Passing the Torch…Again

Nauset Lantern Shop marks its 60th anniversary with a changing of hands

Editor’s note: In the 2005 “Top 400” issue of Cape Cod LIFE, we featured a story on Nauset Lantern Shop titled “Passing the Torch.” At the time, Michael Joly was in his fifth year as owner of the Orleans-based company, having taken over the business from Ken Alman. On March 1, 2019, Michael, along with his wife Barbara, officially passed the torch to the shop’s new owners, husband-and-wife team Chris and Kelly Berardi. We headed back to Nauset Lantern, which is celebrating its 60th anniversary this year, to talk to Chris and Michael about the transition. Not only is the future of Nauset Lantern bright, but it’s also one that will still include Michael.
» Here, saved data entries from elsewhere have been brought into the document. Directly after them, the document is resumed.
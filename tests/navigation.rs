mod common;

use common::{app_state, spawn_backend, ALICE_PASSWORD, ALICE_TOKEN};
use forum_client::guards::outcome::Navigation;
use forum_client::models::user::LoginRequest;
use forum_client::navigation::navigator::NavigationEnd;
use forum_client::navigation::route::Route;
use forum_client::stores::token_store::MemoryTokenStore;
use std::sync::Arc;
use std::time::Duration;

#[tokio::test]
async fn test_cached_user_allows_without_request() {
    let server = spawn_backend().await;
    let state = app_state(&server.base_url, Arc::new(MemoryTokenStore::new()));
    state
        .auth
        .login(&LoginRequest {
            email_or_username: "a@x.com".to_string(),
            password: ALICE_PASSWORD.to_string(),
        })
        .await
        .unwrap();
    let before = server.backend.requests();

    let outcome = state.navigator.guard(&Route::Profile);
    assert_eq!(outcome.immediate(), Some(&Navigation::Allow));
    assert_eq!(
        state.navigator.navigate(Route::Themes).await,
        NavigationEnd::Arrived(Route::Themes)
    );
    assert_eq!(server.backend.requests(), before);
}

#[tokio::test]
async fn test_no_token_redirects_synchronously_to_login() {
    let server = spawn_backend().await;
    let state = app_state(&server.base_url, Arc::new(MemoryTokenStore::new()));

    for route in [Route::Articles, Route::ArticleDetail(1), Route::CreateArticle, Route::Themes, Route::Profile] {
        let outcome = state.navigator.guard(&route);
        assert_eq!(outcome.immediate(), Some(&Navigation::Redirect(Route::Login)));
    }
    assert_eq!(server.backend.requests(), 0);
}

#[tokio::test]
async fn test_invalid_token_denied_and_session_cleared() {
    let server = spawn_backend().await;
    let state = app_state(
        &server.base_url,
        Arc::new(MemoryTokenStore::with_token("expired-token")),
    );

    let end = state.navigator.navigate(Route::Articles).await;

    assert_eq!(end, NavigationEnd::Arrived(Route::Login));
    assert_eq!(state.session.get_token(), None);
    assert_eq!(state.session.current_user(), None);
    assert_eq!(server.backend.me_calls(), 1);
}

#[tokio::test]
async fn test_guard_joins_running_bootstrap() {
    let server = spawn_backend().await;
    server.backend.tokens.insert(ALICE_TOKEN.to_string(), 1);
    server.backend.set_me_delay(Duration::from_millis(100));
    let state = app_state(&server.base_url, Arc::new(MemoryTokenStore::with_token(ALICE_TOKEN)));

    let (_, end) = tokio::join!(
        state.bootstrap.initialize(),
        state.navigator.navigate(Route::Profile)
    );

    assert_eq!(end, NavigationEnd::Arrived(Route::Profile));
    assert_eq!(server.backend.me_calls(), 1);
}

#[tokio::test]
async fn test_guest_guard_sends_token_holder_to_articles() {
    let server = spawn_backend().await;
    server.backend.tokens.insert(ALICE_TOKEN.to_string(), 1);
    let state = app_state(&server.base_url, Arc::new(MemoryTokenStore::with_token(ALICE_TOKEN)));
    state.bootstrap.initialize().await;

    for route in [Route::Login, Route::Register] {
        assert_eq!(
            state.navigator.guard(&route).immediate(),
            Some(&Navigation::Redirect(Route::Articles))
        );
    }
    assert_eq!(
        state.navigator.navigate(Route::Register).await,
        NavigationEnd::Arrived(Route::Articles)
    );
}

#[tokio::test]
async fn test_logout_then_protected_route() {
    let server = spawn_backend().await;
    server.backend.tokens.insert(ALICE_TOKEN.to_string(), 1);
    let state = app_state(&server.base_url, Arc::new(MemoryTokenStore::with_token(ALICE_TOKEN)));

    assert_eq!(
        state.navigator.navigate(Route::Articles).await,
        NavigationEnd::Arrived(Route::Articles)
    );

    state.auth.logout();

    assert_eq!(
        state.navigator.navigate(Route::Articles).await,
        NavigationEnd::Arrived(Route::Login)
    );
    assert_eq!(
        state.navigator.navigate(Route::Login).await,
        NavigationEnd::Arrived(Route::Login)
    );
}

#[tokio::test]
async fn test_logout_during_guard_verification_redirects_to_login() {
    let server = spawn_backend().await;
    server.backend.tokens.insert(ALICE_TOKEN.to_string(), 1);
    server.backend.set_me_delay(Duration::from_millis(200));
    let state = app_state(&server.base_url, Arc::new(MemoryTokenStore::with_token(ALICE_TOKEN)));

    let navigator = state.navigator.clone();
    let pending = tokio::spawn(async move { navigator.navigate(Route::Profile).await });
    tokio::time::sleep(Duration::from_millis(50)).await;
    state.auth.logout();

    assert_eq!(pending.await.unwrap(), NavigationEnd::Arrived(Route::Login));
    assert_eq!(state.session.current_user(), None);
    assert_eq!(server.backend.me_calls(), 1);
}
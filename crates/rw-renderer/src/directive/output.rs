//! Directive output types.

use crate::{Diagnostic, Node};

/// Output of a successful directive or role invocation.
///
/// Holds the nodes to insert in place of the invocation plus any
/// non-fatal messages the handler wants reported.
///
/// # Example
///
/// ```
/// use rw_renderer::Node;
/// use rw_renderer::directive::DirectiveOutput;
///
/// let output = DirectiveOutput::node(Node::text("hello"));
/// assert_eq!(output.nodes.len(), 1);
/// assert!(output.messages.is_empty());
/// ```
#[derive(Debug, Default)]
pub struct DirectiveOutput {
    /// Nodes inserted into the document tree.
    pub nodes: Vec<Node>,
    /// Non-fatal diagnostics reported by the handler.
    pub messages: Vec<Diagnostic>,
}

impl DirectiveOutput {
    /// Output consisting of a single node.
    #[must_use]
    pub fn node(node: Node) -> Self {
        Self::nodes(vec![node])
    }

    /// Output consisting of several nodes.
    #[must_use]
    pub fn nodes(nodes: Vec<Node>) -> Self {
        Self {
            nodes,
            messages: Vec::new(),
        }
    }

    /// Attach a diagnostic message.
    #[must_use]
    pub fn with_message(mut self, message: Diagnostic) -> Self {
        self.messages.push(message);
        self
    }
}

#[cfg(test)]
mod tests {
    use super::*;

    #[test]
    fn test_with_message() {
        let output = DirectiveOutput::nodes(Vec::new())
            .with_message(Diagnostic::warning(3, "deprecated option"));
        assert!(output.nodes.is_empty());
        assert_eq!(output.messages.len(), 1);
        assert_eq!(output.messages[0].line, 3);
    }
}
Michael Joly has a smile for the ages. He doesn’t just smile with his mouth, as Chris Berardi points out, but with his entire face. Berardi has quite the jolly smile as well—it’s an earnest smile, and a gleam in his eyes, that appears every time he talks about the Nauset Lantern Shop

The enthusiasm and pride Joly and Berardi share for Nauset Lantern is undeniable, and so too is their desire to keep this now 60-year-old business alive and thriving. After 19 years of being at the helm of Nauset Lantern Shop, Joly, 64, says he was ready to relinquish his ownership responsibilities. He and his wife Barbara put the business up for sale late last year, not expecting they would find the right buyer so quickly. “What was important for Barbara and I was the continuation of the business. That’s why we ultimately chose Chris,” Joly explains, “because of his craftsmanship and what he could bring to the table—he can work with his hands, and he wants it to be his career.”

Berardi, a native of Canton, MA, moved to the Cape 17 years ago when he was 25 and began his career here as a carpenter, his sights set on one day owning his own business. He would have never imagined, though, that his business would wind up being a lantern-making shop—that is until this past December, when a friend of his, also Joly’s, informed him that Nauset Lantern was for sale and encouraged him to look into it. “I was really intrigued right from the start,” Berardi recalls. “After I met Michael and he showed me around, I went home and I told my wife, ‘I’m thinking about looking into a lantern business,’ almost expecting her to say ‘No, that’s crazy!’ and I’d forget all about it. But she said ‘Alright,’ so I said, ‘Let’s go visit. I want you to see this.’ Two weeks later—it was the day after Christmas—we came in and she got the tour, and we were sold right then.”